Stress Testing Your Retirement Plan for Rising Interest Rates / Inflation


In our post of January 29, 2021, we suggested that you consider periodically stress-testing your retirement plan for unfavorable future investment experience by performing a 5-year spending budget projection assuming future assumed “crash-like” Equity returns. We included a 5-year projection example in that post for a couple who followed our Recommended Financial PlanningProcess.  The couple in that example experienced no decrease in their projected Essential Expense spending during the five-year projection period, but did experience fairly significant (but presumably manageable) decreases in their discretionary spending in the initial years of the five-year projection.

In our previous post of March 11, 2021, we noted that Life Annuities can actually be worth more in your Floor Portfolio than what you pay for them, especially when compared with investment in individual bonds. Not discussed in our previous post, however, was the Risk associated with rising interest rates and rates of inflation, and the negative impact these rising rates can have on the value of fixed-dollar lifetime income assets in your Floor Portfolio.

In this post we will include an example of stress testing a retirement plan for rising interest rates and inflation. We will do this by adding 400 basis points (4%) to our current default assumptions for interest rate and inflation (3%/2%) and comparing spending budgets developed under our recommended financial planning process for the current (3%/2%) and higher interest rate / inflation (7%/6%) scenarios.

Example – Bill and Linda

The data for our example couple, Bill and Linda, are summarized below.

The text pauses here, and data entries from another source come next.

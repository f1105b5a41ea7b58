//! Structured logging for the driver
//!
//! Driver logs go to stderr so that stdout carries only relayed tool output.
//! The filter is read from `PARSEC_CI_LOG`; `RUST_LOG` is left alone because
//! the driver sets it for the tools it runs.

use tracing_subscriber::{EnvFilter, fmt, layer::SubscriberExt, util::SubscriberInitExt};

/// Environment variable holding the driver's own log filter.
pub const LOG_FILTER_VAR: &str = "PARSEC_CI_LOG";

/// Default filter directive when `PARSEC_CI_LOG` is unset or invalid.
#[must_use]
pub fn default_directive(verbose: bool) -> &'static str {
    if verbose {
        "parsec_ci=debug,parsec_ci_runner=debug,warn"
    } else {
        "parsec_ci=info,warn"
    }
}

/// Install the global tracing subscriber.
///
/// # Errors
///
/// Fails if a global subscriber is already installed.
pub fn init_tracing(verbose: bool) -> Result<(), Box<dyn std::error::Error + Send + Sync>> {
    let env_filter = EnvFilter::try_from_env(LOG_FILTER_VAR)
        .or_else(|_| EnvFilter::try_new(default_directive(verbose)))
        .unwrap_or_else(|_| EnvFilter::new("info"));

    tracing_subscriber::registry()
        .with(env_filter)
        .with(
            fmt::layer()
                .with_writer(std::io::stderr)
                .with_target(verbose)
                .with_thread_ids(false)
                .with_thread_names(false)
                .with_line_number(false)
                .with_file(false)
                .compact(),
        )
        .try_init()?;

    Ok(())
}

At retirement:

  • Linda had no lifetime income other than her projected Social Security benefit, which she estimated would be $18,000 per annum commencing at her Social Security Normal Retirement age of 67 (and included three years of 2% assumed future cost of living increases prior to commencement), and
  • the couple had $1 million of accumulated savings.

In order to fully fund their Floor Portfolio with guaranteed income, the couple decided to spend $250,000 of their savings on an immediate life annuity of $13,440 per annum for Linda (based on annuity purchase rates used in our post of March 11), leaving approximately $750,000 to be invested in more risky investments.

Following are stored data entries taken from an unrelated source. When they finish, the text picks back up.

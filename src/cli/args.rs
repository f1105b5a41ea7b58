//! CLI argument definitions
//!
//! The driver takes no required arguments. Unknown flags are rejected by
//! clap with exit code 2 before any phase runs.

use clap::Parser;
use std::path::PathBuf;

use crate::config::CliArgs;

/// parsec-ci - continuous-integration driver for parsec-tool
#[derive(Parser, Debug)]
#[command(name = "parsec-ci")]
#[command(about = "Build, lint, smoke-test and functionally test parsec-tool against a running Parsec service")]
#[command(long_about = r#"
Runs the CI phases in a fixed order, stopping at the first failure:

  build            cargo build; cargo build --features spiffe-auth
  static-analysis  cargo fmt --all -- --check; cargo clippy --all-targets (each skipped if unavailable)
  cli-smoke        <parsec-tool> --help
  functional-suite tests/parsec-cli-tests.sh -d

Every command sees PARSEC_SERVICE_ENDPOINT=unix:/tmp/parsec.sock and RUST_LOG=error.
The exit status is that of the first failing command, or 0 if all passed.

CONFIGURATION:
  Precedence: CLI flags > PARSEC_TOOL env > config file > defaults
  The config file is --config, or the nearest .parsec-ci.toml above the workspace.
  Set PARSEC_CI_LOG to change the driver's own log filter.
"#)]
#[command(version)]
pub struct Cli {
    /// Path to configuration file (overrides discovery)
    #[arg(long, value_name = "PATH")]
    pub config: Option<PathBuf>,

    /// Directory the CI commands run in (defaults to the current directory)
    #[arg(long, value_name = "DIR")]
    pub workspace: Option<PathBuf>,

    /// Print the planned commands without running them
    #[arg(long)]
    pub dry_run: bool,

    /// Skip the formatter and linter phase
    #[arg(long)]
    pub skip_static_checks: bool,

    /// Enable debug logging for the driver
    #[arg(short, long)]
    pub verbose: bool,
}

impl Cli {
    #[must_use]
    pub fn config_args(&self) -> CliArgs {
        CliArgs {
            config_path: self.config.clone(),
            workspace: self.workspace.clone(),
        }
    }
}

To develop the data for the higher interest rate / inflation scenario, we will assume that interest rates and inflation expectations will increase by 400 basis points (4%) overnight to 7%/6%. Linda’s expected annual Social Security benefit at age 67, with 6% annual cost of living increases instead of 2%, becomes $20,202. In addition, because of calculated decreases in the present value of their fixed lifetime income annuities (shown below), the couple decides to spend an additional $200,000 (at cheaper 7% interest rates) to purchase an additional $16,686 (for a total of $30,126) of annual fixed dollar lifetime income for Linda. As shown below, this additional lifetime income is designed to fully fund their revised Floor Portfolio under the higher interest rate / inflation scenario, leaving approximately $550,000 to be invested in more risky investments.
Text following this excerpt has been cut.